The good thing is there’s a vaccine for chikungunya virus that was recently FDA approved. But kind of like what we’re seeing with long COVID, some people who’ve been infected with chikungunya virus experience long-term effects. A subset of patients has reported chronic arthritic pain for years after infection and a recent study of patient samples from an outbreak in Brazil found that the virus can also infect both the brain and spinal cord. 

Basically, there are two concerning things about this virus: the fact that it’s evolved to become so good at spreading and the fact that it can cause these neurological consequences we’re just beginning to learn about. 

What did the study uncover about chikungunya virus? 

This paper, led by first author Zhenlan Yao, Ph.D., is focused on human immune cells called macrophages, which are found in nearly all tissues of the body and serve as a first line of defense against infection. 

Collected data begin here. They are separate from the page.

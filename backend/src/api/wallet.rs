//! Per-wallet routes: balance, the reconciled collection, hide-list, recipients and sends.

use axum::{
    extract::{Path, Query, State},
    routing::{get, post},
    Router,
};
use services_common::api::response::{ApiError, AppJson, ErrorResponse};

use super::BackendState;
use crate::app::{
    exposed::{
        BalanceResponse, CollectionQuery, CollectionResponse, CollectionStats, HideListResponse,
        IdsRequest, RecipientsResponse, SearchQuery, SendRequest, SendResponse,
    },
    search::SearchOutcome,
};

pub fn router() -> Router<BackendState> {
    Router::new()
        .nest(
            "/wallet/{address}",
            Router::new()
                .route("/balance", get(balance))
                .route("/stats", get(stats))
                .route("/collection", get(collection))
                .route("/hide", post(hide))
                .route("/unhide", post(unhide))
                .route("/recipients", get(recipients))
                .route("/send", post(send)),
        )
        .route("/recipients/search", get(search_recipients))
}

fn owner(address: String) -> Result<String, ApiError> {
    let address = address.trim().to_lowercase();
    if address.is_empty() {
        return Err(ApiError::invalid("Wallet address is required"));
    }
    Ok(address)
}

#[utoipa::path(
    get,
    tag = "wallet",
    path = "/api/wallet/{address}/balance",
    params(("address" = String, Path, description = "Wallet address")),
    responses(
        (status = 200, description = "ETH balance on Base", body = BalanceResponse),
        ErrorResponse
    )
)]
pub async fn balance(
    State(state): State<BackendState>,
    Path(address): Path<String>,
) -> Result<AppJson<BalanceResponse>, ApiError> {
    let address = owner(address)?;
    Ok(AppJson(state.app().balance(&address).await))
}

#[utoipa::path(
    get,
    tag = "wallet",
    path = "/api/wallet/{address}/stats",
    params(("address" = String, Path, description = "Wallet address")),
    responses(
        (status = 200, description = "Visible NFT count and floor value", body = CollectionStats),
        ErrorResponse
    )
)]
pub async fn stats(
    State(state): State<BackendState>,
    Path(address): Path<String>,
) -> Result<AppJson<CollectionStats>, ApiError> {
    let address = owner(address)?;
    Ok(AppJson(state.app().stats(&address).await))
}

#[utoipa::path(
    get,
    tag = "wallet",
    path = "/api/wallet/{address}/collection",
    params(("address" = String, Path, description = "Wallet address"), CollectionQuery),
    responses(
        (status = 200, description = "Reconciled, sorted collection view", body = CollectionResponse),
        ErrorResponse
    )
)]
pub async fn collection(
    State(state): State<BackendState>,
    Path(address): Path<String>,
    Query(query): Query<CollectionQuery>,
) -> Result<AppJson<CollectionResponse>, ApiError> {
    let address = owner(address)?;
    let reconciled = state.app().collection(&address, query).await;
    Ok(AppJson(CollectionResponse {
        nfts: reconciled.records,
        hidden_ids: reconciled.hide_list,
    }))
}

#[utoipa::path(
    post,
    tag = "wallet",
    path = "/api/wallet/{address}/hide",
    params(("address" = String, Path, description = "Wallet address")),
    request_body = IdsRequest,
    responses(
        (status = 200, description = "Hide-list after hiding", body = HideListResponse),
        ErrorResponse
    )
)]
pub async fn hide(
    State(state): State<BackendState>,
    Path(address): Path<String>,
    AppJson(request): AppJson<IdsRequest>,
) -> Result<AppJson<HideListResponse>, ApiError> {
    let address = owner(address)?;
    let hidden_ids = state.app().hide(&address, &request.ids).await?;
    Ok(AppJson(HideListResponse { hidden_ids }))
}

#[utoipa::path(
    post,
    tag = "wallet",
    path = "/api/wallet/{address}/unhide",
    params(("address" = String, Path, description = "Wallet address")),
    request_body = IdsRequest,
    responses(
        (status = 200, description = "Hide-list after unhiding", body = HideListResponse),
        ErrorResponse
    )
)]
pub async fn unhide(
    State(state): State<BackendState>,
    Path(address): Path<String>,
    AppJson(request): AppJson<IdsRequest>,
) -> Result<AppJson<HideListResponse>, ApiError> {
    let address = owner(address)?;
    let hidden_ids = state.app().unhide(&address, &request.ids).await?;
    Ok(AppJson(HideListResponse { hidden_ids }))
}

#[utoipa::path(
    get,
    tag = "wallet",
    path = "/api/wallet/{address}/recipients",
    params(("address" = String, Path, description = "Wallet address")),
    responses(
        (status = 200, description = "Most recent recipients first", body = RecipientsResponse),
        ErrorResponse
    )
)]
pub async fn recipients(
    State(state): State<BackendState>,
    Path(address): Path<String>,
) -> Result<AppJson<RecipientsResponse>, ApiError> {
    let address = owner(address)?;
    let recipients = state.app().recent_recipients(&address).await;
    Ok(AppJson(RecipientsResponse {
        recipients: recipients.as_slice().to_vec(),
    }))
}

#[utoipa::path(
    post,
    tag = "wallet",
    path = "/api/wallet/{address}/send",
    params(("address" = String, Path, description = "Sending wallet address")),
    request_body = SendRequest,
    responses(
        (status = 200, description = "All transfers submitted", body = SendResponse),
        ErrorResponse
    )
)]
pub async fn send(
    State(state): State<BackendState>,
    Path(address): Path<String>,
    AppJson(request): AppJson<SendRequest>,
) -> Result<AppJson<SendResponse>, ApiError> {
    let address = owner(address)?;
    Ok(AppJson(state.app().send(&address, request).await?))
}

#[utoipa::path(
    get,
    tag = "recipients",
    path = "/api/recipients/search",
    params(SearchQuery),
    responses(
        (status = 200, description = "Farcaster users with a wallet address", body = SearchOutcome),
        ErrorResponse
    )
)]
pub async fn search_recipients(
    State(state): State<BackendState>,
    Query(query): Query<SearchQuery>,
) -> Result<AppJson<SearchOutcome>, ApiError> {
    let session = query.session.as_deref().filter(|session| !session.trim().is_empty());
    Ok(AppJson(state.app().search_recipients(session, &query.q).await))
}

#[cfg(test)]
mod tests {
    use std::{collections::HashMap, sync::Arc};

    use crate::api::tests::serve_app;
    use crate::app::{
        tests::{owned_nfts_upstream, test_app, BAR_ID, BAZ_ID, FOO_ID},
        transfer::{tests::RecordingWallet, WalletProvider},
    };
    use axum::{extract::Query, routing::get, Json};
    use http::StatusCode;
    use serde_json::{json, Value};

    const OWNER: &str = "0x1111111111111111111111111111111111111111";
    const RECIPIENT: &str = "0x2222222222222222222222222222222222222222";

    #[tokio::test]
    async fn test_hide_unhide_collection() -> anyhow::Result<()> {
        let base = serve_app(test_app(owned_nfts_upstream(), None).await).await;
        let client = reqwest::Client::new();

        let main: Value = client
            .get(format!("{base}/api/wallet/{OWNER}/collection?sort=floor&direction=desc"))
            .send()
            .await?
            .json()
            .await?;
        let ids: Vec<&str> = main["nfts"]
            .as_array()
            .unwrap()
            .iter()
            .map(|nft| nft["id"].as_str().unwrap())
            .collect();
        assert_eq!(ids, vec![BAR_ID, BAZ_ID]);
        assert_eq!(main["hiddenIds"], json!([FOO_ID]));

        let hidden: Value = client
            .post(format!("{base}/api/wallet/{OWNER}/hide"))
            .json(&json!({ "ids": [BAR_ID] }))
            .send()
            .await?
            .json()
            .await?;
        assert_eq!(hidden["hiddenIds"], json!([FOO_ID, BAR_ID]));

        let hidden_view: Value = client
            .get(format!("{base}/api/wallet/{OWNER}/collection?view=hidden&sort=name"))
            .send()
            .await?
            .json()
            .await?;
        assert_eq!(hidden_view["nfts"][0]["id"], BAR_ID);
        assert_eq!(hidden_view["nfts"][1]["id"], FOO_ID);

        let unhidden: Value = client
            .post(format!("{base}/api/wallet/{OWNER}/unhide"))
            .json(&json!({ "ids": [BAR_ID, BAR_ID] }))
            .send()
            .await?
            .json()
            .await?;
        assert_eq!(unhidden["hiddenIds"], json!([FOO_ID]));
        Ok(())
    }

    #[tokio::test]
    async fn test_send_route() -> anyhow::Result<()> {
        let wallet = Arc::new(RecordingWallet::default());
        let app = test_app(
            owned_nfts_upstream(),
            Some(wallet.clone() as Arc<dyn WalletProvider>),
        )
        .await;
        let base = serve_app(app).await;
        let client = reqwest::Client::new();

        let sent: Value = client
            .post(format!("{base}/api/wallet/{OWNER}/send"))
            .json(&json!({ "recipient": RECIPIENT, "nftIds": [BAR_ID] }))
            .send()
            .await?
            .json()
            .await?;
        assert_eq!(sent, json!({ "step": "success", "txHashes": ["0xhash1"] }));

        let recents: Value = client
            .get(format!("{base}/api/wallet/{OWNER}/recipients"))
            .send()
            .await?
            .json()
            .await?;
        assert_eq!(recents["recipients"][0]["ethAddress"], RECIPIENT);

        let unknown = client
            .post(format!("{base}/api/wallet/{OWNER}/send"))
            .json(&json!({ "recipient": RECIPIENT, "nftIds": ["0xZ-1"] }))
            .send()
            .await?;
        assert_eq!(unknown.status(), StatusCode::BAD_REQUEST);
        assert_eq!(wallet.sent.lock().await.len(), 1);
        Ok(())
    }

    #[tokio::test]
    async fn test_send_without_wallet_rpc() -> anyhow::Result<()> {
        let base = serve_app(test_app(owned_nfts_upstream(), None).await).await;
        let response = reqwest::Client::new()
            .post(format!("{base}/api/wallet/{OWNER}/send"))
            .json(&json!({ "recipient": RECIPIENT, "nftIds": [BAR_ID] }))
            .send()
            .await?;
        assert_eq!(response.status(), StatusCode::SERVICE_UNAVAILABLE);
        Ok(())
    }

    #[tokio::test]
    async fn test_short_search_is_empty() -> anyhow::Result<()> {
        let base = serve_app(test_app(owned_nfts_upstream(), None).await).await;
        let outcome: Value = reqwest::Client::new()
            .get(format!("{base}/api/recipients/search?q=a"))
            .send()
            .await?
            .json()
            .await?;
        assert_eq!(outcome["results"], json!([]));
        Ok(())
    }

    #[tokio::test]
    async fn test_searches_without_session_stay_independent() -> anyhow::Result<()> {
        let upstream = owned_nfts_upstream().route(
            "/v2/farcaster/user/search",
            get(|Query(params): Query<HashMap<String, String>>| async move {
                Json(json!({ "result": { "users": [
                    { "fid": 1, "username": params["q"], "custody_address": "0xc1" }
                ]}}))
            }),
        );
        let base = serve_app(test_app(upstream, None).await).await;
        let client = reqwest::Client::new();

        let search = |q: &'static str| {
            let request = client
                .get(format!("{base}/api/recipients/search"))
                .query(&[("q", q), ("session", "")]);
            async move { Ok::<Value, reqwest::Error>(request.send().await?.json().await?) }
        };
        let (alice, bob) = tokio::join!(search("alice"), search("bob"));

        let (alice, bob) = (alice?, bob?);
        assert_eq!(alice["stale"], false);
        assert_eq!(alice["results"][0]["username"], "alice");
        assert_eq!(bob["stale"], false);
        assert_eq!(bob["results"][0]["username"], "bob");
        Ok(())
    }
}
use std::net::SocketAddr;

use axum::Router;
use tokio::net::TcpListener;

pub fn logger_setup() {
    let subscriber = tracing_subscriber::fmt().with_test_writer().finish();
    let _ = tracing::subscriber::set_global_default(subscriber);
}

/// Serves `router` on an ephemeral local port and returns its base url.
pub async fn spawn_router(router: Router) -> anyhow::Result<String> {
    let listener = TcpListener::bind(SocketAddr::from(([127, 0, 0, 1], 0))).await?;
    let addr = listener.local_addr()?;
    tokio::spawn(async move {
        if let Err(err) = axum::serve(listener, router).await {
            tracing::error!("test server on {addr} stopped: {err}");
        }
    });
    Ok(format!("http://{addr}"))
}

Many of the characteristics that make macrophages so great at fighting infection also make them prime targets for viruses that can hijack them to fuel their spread. Macrophages rush to the site of an infection, travel throughout the body and promote inflammation. Inflammation is good in small doses like when fighting an infection, but long-term, persistent inflammation causes all kinds of problems, like arthritis, which is inflammation of the joints. 

Macrophages are known to be a viral reservoir for HIV, meaning that the virus can hide in them to evade immune detection and keep replicating, causing long-term infection. Zhenlan’s research confirms that macrophages can serve as a viral reservoir for chikungunya virus, which could explain both why the virus is spreading so effectively and why it can cause long-term arthritis. 

How could this knowledge help us treat or stop the spread of chikungunya virus? 

Knowing that chikungunya virus can hijack macrophages is crucial, but understanding how it does this is key to developing treatments. To investigate, Zhenlan analyzed over 300 viral genomic sequences from a global NCBI database using evolutionary selection analysis. She discovered that chikungunya viral glycoproteins disrupt cellular restriction factors within host cells, allowing the virus to produce more progeny.

This is exciting because it’s not what viral glycoproteins are known for. We usually think of them as sitting on the surfaces of viruses, where they bind to host cell receptors and facilitate viral entry. While we’ve long recognized their role in viral functions outside of host cells, this research shows that in the case of chikungunya virus, these glycoproteins also have a secret life inside host cells.

As a final step, Zhenlan used proteomics to identify two host antiviral proteins that directly interact with these viral glycoproteins, influencing the virus’s ability to produce more progeny in macrophages. Our lab is now pursuing further studies to understand how these interactions can be targeted therapeutically. If successful, such treatments could reduce the spread of the chikungunya virus and eliminate the viral reservoirs in the body.